La pandemia del coronavirus que se ha cobrado hasta la fecha casi 2.000 vidas y ha afectado a, prácticamente, otras 73.000 personas en todo el mundo es una muestra evidente de la infalibilidad de una de las máximas más certeras de la ciencia económica y de la que bien pueden dar cuenta los profesionales del sector financiero: la incertidumbre es la peor de las consejeras en lo que a negocios se refiere.

En el año 2002, el psicólogo estadounidense Daniel Kahneman fue galardonado con el premio Nobel de Economía (en un más que meritorio intento de integrar ambas disciplinas científicas para adoptar un enfoque holístico del procedimiento por el cual los individuos eligen entre diversas alternativas), precisamente, por demostrar que en presencia de incertidumbre los agentes económicos tienden a exacerbar su aversión al riesgo y a tomar decisiones distintas de las que, asumiendo el principio básico de racionalidad, llegarían a predecir los diferentes modelos econométricos.

La pandemia ataca mercados financieros

Tal y como señalamos, los mercados financieros son campo abonado para este tipo de teorías: en numerosas ocasiones, un falso rumor, una reacción exagerada a noticias negativas o, sencillamente, el temor a actuar al margen de las maniobras ejercidas por los principales actores pueden desencadenar el desplome del valor de los activos involucrados. No por casualidad, Charles P. Kindleberger, al escribir el que muy posiblemente sea el mejor libro de finanzas de todos los tiempos, juzgó oportuno brindarle el elocuente título de Manías, pánicos y cracs.

Sin embargo, en ocasiones como la que nos atañe, la incertidumbre se extiende por la economía real y el contagio llega a permear la práctica totalidad del tejido empresarial.
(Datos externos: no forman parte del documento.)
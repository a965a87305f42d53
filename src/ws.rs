//! A request/response sub-protocol multiplexed over a single websocket, with
//! keep-alives and disconnect detection. Outgoing requests are matched to
//! responses by a random `u64` id, and incoming requests are handed to a
//! caller-supplied handler that must acknowledge exactly once.

use crate::config::ClientConfig;
use crate::error::{Error, Result};
use crate::proto::{WebSocketMessage, WebSocketRequestMessage, WebSocketResponseMessage};
use async_trait::async_trait;
use futures_util::{SinkExt, StreamExt};
use std::collections::HashMap;
use std::sync::atomic::{AtomicBool, AtomicU64, Ordering};
use std::sync::Arc;
use tokio::net::TcpStream;
use tokio::sync::{mpsc, oneshot, Mutex, Notify};
use tokio::task::JoinHandle;
use tokio_tungstenite::tungstenite::protocol::CloseFrame;
use tokio_tungstenite::tungstenite::Message;
use tokio_tungstenite::{connect_async, MaybeTlsStream, WebSocketStream};
use tracing::{debug, warn};

/// Close code for an operator-requested close. Reconnect logic must treat this as
/// intentional and not reconnect.
pub const CLOSE_CODE_NORMAL: u16 = 3000;
/// Close code used when a keep-alive ping goes unanswered.
pub const CLOSE_CODE_KEEPALIVE_TIMEOUT: u16 = 3001;

type WsStream = WebSocketStream<MaybeTlsStream<TcpStream>>;

/// Handed to a `RequestHandler` so it can acknowledge an inbound request exactly
/// once, from wherever in its handling logic that becomes possible.
#[derive(Clone)]
pub struct Responder {
    id: u64,
    outbound: mpsc::UnboundedSender<Message>,
    responded: Arc<AtomicBool>,
}

impl Responder {
    pub fn respond(&self, status: u16, message: impl Into<String>) -> Result<()> {
        if self.responded.swap(true, Ordering::SeqCst) {
            return Err(Error::Protocol(format!("request {} already responded to", self.id)));
        }
        let frame = WebSocketMessage::Response(WebSocketResponseMessage {
            id: self.id,
            status,
            message: message.into(),
            body: None,
        });
        let bytes = serde_json::to_vec(&frame)?;
        self.outbound
            .send(Message::Binary(bytes))
            .map_err(|_| Error::Disconnected("websocket writer closed".to_string()))
    }
}

/// Handles an inbound request. Implementations MUST call `responder.respond(..)`
/// exactly once. The resource awaits this call inline for every inbound frame, so
/// handling is serialized per resource (the receiver relies on this to avoid
/// racing decrypts against the same session).
#[async_trait]
pub trait RequestHandler: Send + Sync {
    async fn handle(&self, request: WebSocketRequestMessage, responder: Responder);
}

struct Pending {
    tx: oneshot::Sender<WebSocketResponseMessage>,
}

/// A connected request/response websocket.
pub struct WebSocketResource {
    outbound: mpsc::UnboundedSender<Message>,
    pending: Arc<Mutex<HashMap<u64, Pending>>>,
    next_id: AtomicU64,
    reader_task: Mutex<Option<JoinHandle<()>>>,
    writer_task: Mutex<Option<JoinHandle<()>>>,
    keepalive_task: Mutex<Option<JoinHandle<()>>>,
    closing: Arc<AtomicBool>,
}

impl WebSocketResource {
    /// Connect to `url` and start the reader/writer/keep-alive tasks. Inbound
    /// requests are dispatched to `handler`; `keepalive_path` is GET'd on the
    /// inactivity timer (every 55s by default, configurable via `config`).
    pub async fn connect(
        url: &str,
        handler: Arc<dyn RequestHandler>,
        keepalive_path: &str,
        config: &ClientConfig,
    ) -> Result<Self> {
        let (ws_stream, _response) = connect_async(url).await?;
        let (mut write, mut read) = ws_stream.split();

        let (outbound_tx, mut outbound_rx) = mpsc::unbounded_channel::<Message>();
        let pending: Arc<Mutex<HashMap<u64, Pending>>> = Arc::new(Mutex::new(HashMap::new()));
        let closing = Arc::new(AtomicBool::new(false));
        let activity = Arc::new(Notify::new());

        let writer_task = tokio::spawn(async move {
            while let Some(msg) = outbound_rx.recv().await {
                if write.send(msg).await.is_err() {
                    break;
                }
            }
        });

        let reader_pending = pending.clone();
        let reader_outbound = outbound_tx.clone();
        let reader_activity = activity.clone();
        let reader_task = tokio::spawn(async move {
            while let Some(frame) = read.next().await {
                let Ok(frame) = frame else { break };
                reader_activity.notify_waiters();
                let bytes = match frame {
                    Message::Binary(b) => b,
                    Message::Text(t) => t.into_bytes(),
                    Message::Close(_) => break,
                    _ => continue,
                };
                let Ok(parsed) = serde_json::from_slice::<WebSocketMessage>(&bytes) else {
                    warn!("dropping unparseable websocket frame");
                    continue;
                };
                match parsed {
                    WebSocketMessage::Response(resp) => {
                        if let Some(pending) = reader_pending.lock().await.remove(&resp.id) {
                            let _ = pending.tx.send(resp);
                        }
                    }
                    WebSocketMessage::Request(req) => {
                        let responder = Responder {
                            id: req.id,
                            outbound: reader_outbound.clone(),
                            responded: Arc::new(AtomicBool::new(false)),
                        };
                        handler.handle(req, responder).await;
                    }
                }
            }
        });

        let keepalive_outbound = outbound_tx.clone();
        let keepalive_pending = pending.clone();
        let keepalive_closing = closing.clone();
        let keepalive_activity = activity.clone();
        let keepalive_path = keepalive_path.to_string();
        let keepalive_interval = config.keepalive_interval;
        let keepalive_disconnect_timeout = config.keepalive_disconnect_timeout;
        let keepalive_id_seed = AtomicU64::new(1);
        let keepalive_task = tokio::spawn(async move {
            loop {
                tokio::select! {
                    _ = tokio::time::sleep(keepalive_interval) => {}
                    _ = keepalive_activity.notified() => { continue; }
                }
                if keepalive_closing.load(Ordering::SeqCst) {
                    break;
                }
                let id = keepalive_id_seed.fetch_add(1, Ordering::SeqCst) | (1 << 63);
                let (tx, rx) = oneshot::channel();
                keepalive_pending.lock().await.insert(id, Pending { tx });
                let frame = WebSocketMessage::Request(WebSocketRequestMessage {
                    id,
                    verb: "GET".to_string(),
                    path: keepalive_path.clone(),
                    body: None,
                });
                let Ok(bytes) = serde_json::to_vec(&frame) else { continue };
                if keepalive_outbound.send(Message::Binary(bytes)).is_err() {
                    break;
                }
                match tokio::time::timeout(keepalive_disconnect_timeout, rx).await {
                    Ok(_) => debug!("keepalive ack received"),
                    Err(_) => {
                        warn!("keepalive timed out, closing socket");
                        keepalive_pending.lock().await.remove(&id);
                        let close = Message::Close(Some(CloseFrame {
                            code: CLOSE_CODE_KEEPALIVE_TIMEOUT.into(),
                            reason: "keepalive timeout".into(),
                        }));
                        let _ = keepalive_outbound.send(close);
                        break;
                    }
                }
            }
        });

        Ok(Self {
            outbound: outbound_tx,
            pending,
            next_id: AtomicU64::new(1),
            reader_task: Mutex::new(Some(reader_task)),
            writer_task: Mutex::new(Some(writer_task)),
            keepalive_task: Mutex::new(Some(keepalive_task)),
            closing,
        })
    }

    /// Send a request and await the matched response.
    pub async fn send_request(&self, verb: &str, path: &str, body: Option<Vec<u8>>) -> Result<WebSocketResponseMessage> {
        let id = self.next_id.fetch_add(1, Ordering::SeqCst);
        let (tx, rx) = oneshot::channel();
        self.pending.lock().await.insert(id, Pending { tx });

        let frame = WebSocketMessage::Request(WebSocketRequestMessage {
            id,
            verb: verb.to_string(),
            path: path.to_string(),
            body,
        });
        let bytes = serde_json::to_vec(&frame)?;
        self.outbound
            .send(Message::Binary(bytes))
            .map_err(|_| Error::Disconnected("websocket writer closed".to_string()))?;

        rx.await.map_err(|_| Error::Disconnected("websocket closed before response arrived".to_string()))
    }

    /// Operator-requested close. Uses code 3000 so reconnect logic knows not to retry.
    pub async fn close(&self) {
        self.closing.store(true, Ordering::SeqCst);
        let close = Message::Close(Some(CloseFrame { code: CLOSE_CODE_NORMAL.into(), reason: "".into() }));
        let _ = self.outbound.send(close);
        if let Some(h) = self.keepalive_task.lock().await.take() {
            h.abort();
        }
    }

    /// Block until the reader task (the connection) has ended.
    pub async fn closed(&self) {
        if let Some(h) = self.reader_task.lock().await.take() {
            let _ = h.await;
        }
        if let Some(h) = self.writer_task.lock().await.take() {
            h.abort();
        }
    }

    pub fn is_closing(&self) -> bool {
        self.closing.load(Ordering::SeqCst)
    }
}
En ese caso, si la crisis se expande globalmente, la economía mundial puede llegar a absorber dicho impacto a corto plazo gracias a las inercias que su propio dinamismo genera. Aun así, su prolongación en el tiempo puede comportar problemas mucho más serios no tanto por la amenaza real de infección alrededor del mundo, sino por la inseguridad generada acerca de su evolución. En una primera fase, cuando a finales del pasado mes de enero la Organización Mundial de la Salud decretó la emergencia sanitaria internacional, el fantasma de colapso económico planeaba sobre la ciudad china de Wuhan. No obstante, y a pesar de que la propia OMS ha insistido en que el brote presenta un índice de mortalidad inferior al que se originó en 2003 con el SARS y, a pesar también de su oposición reiterada a las restricciones tanto comerciales como turísticas a China, dicha amenaza ha dejado de ser una mera advertencia genérica para materializarse en una inquietud mucho más tangible.
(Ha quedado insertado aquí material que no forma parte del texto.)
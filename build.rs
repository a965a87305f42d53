fn main() -> Result<(), Box<dyn std::error::Error>> {
    // For now, skip protobuf compilation
    // TODO: Add proper protobuf support when protoc is available
    println!("cargo:warning=Skipping protobuf compilation for now");
    println!("cargo:rerun-if-changed=proto");
    Ok(())
}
Sin ir más lejos, España acaba de experimentar una afectación más que notoria: la cancelación del Mobile World Congress, tras la renuncia a participar de empresas de la relevancia de Intel, Facebook, McAffee, Orange, Nokia, LG, Ericsson, Amazon o Sony, ha dejado a Barcelona huérfana de un evento que cada año genera unos 500 millones de euros y crea alrededor de 14.000 puestos de trabajo temporales. Además, el Ibex35, arrastrado por las dudas imperantes en el resto de plazas (Apple ha anunciado que su volumen de ventas será inferior al previsto también como consecuencia del coronavirus) empieza ahora a recuperarse de la acometida sufrida a principios de año. Aun con todo, los organismos internacionales prevén que España saldrá prácticamente ilesa de estas dificultades.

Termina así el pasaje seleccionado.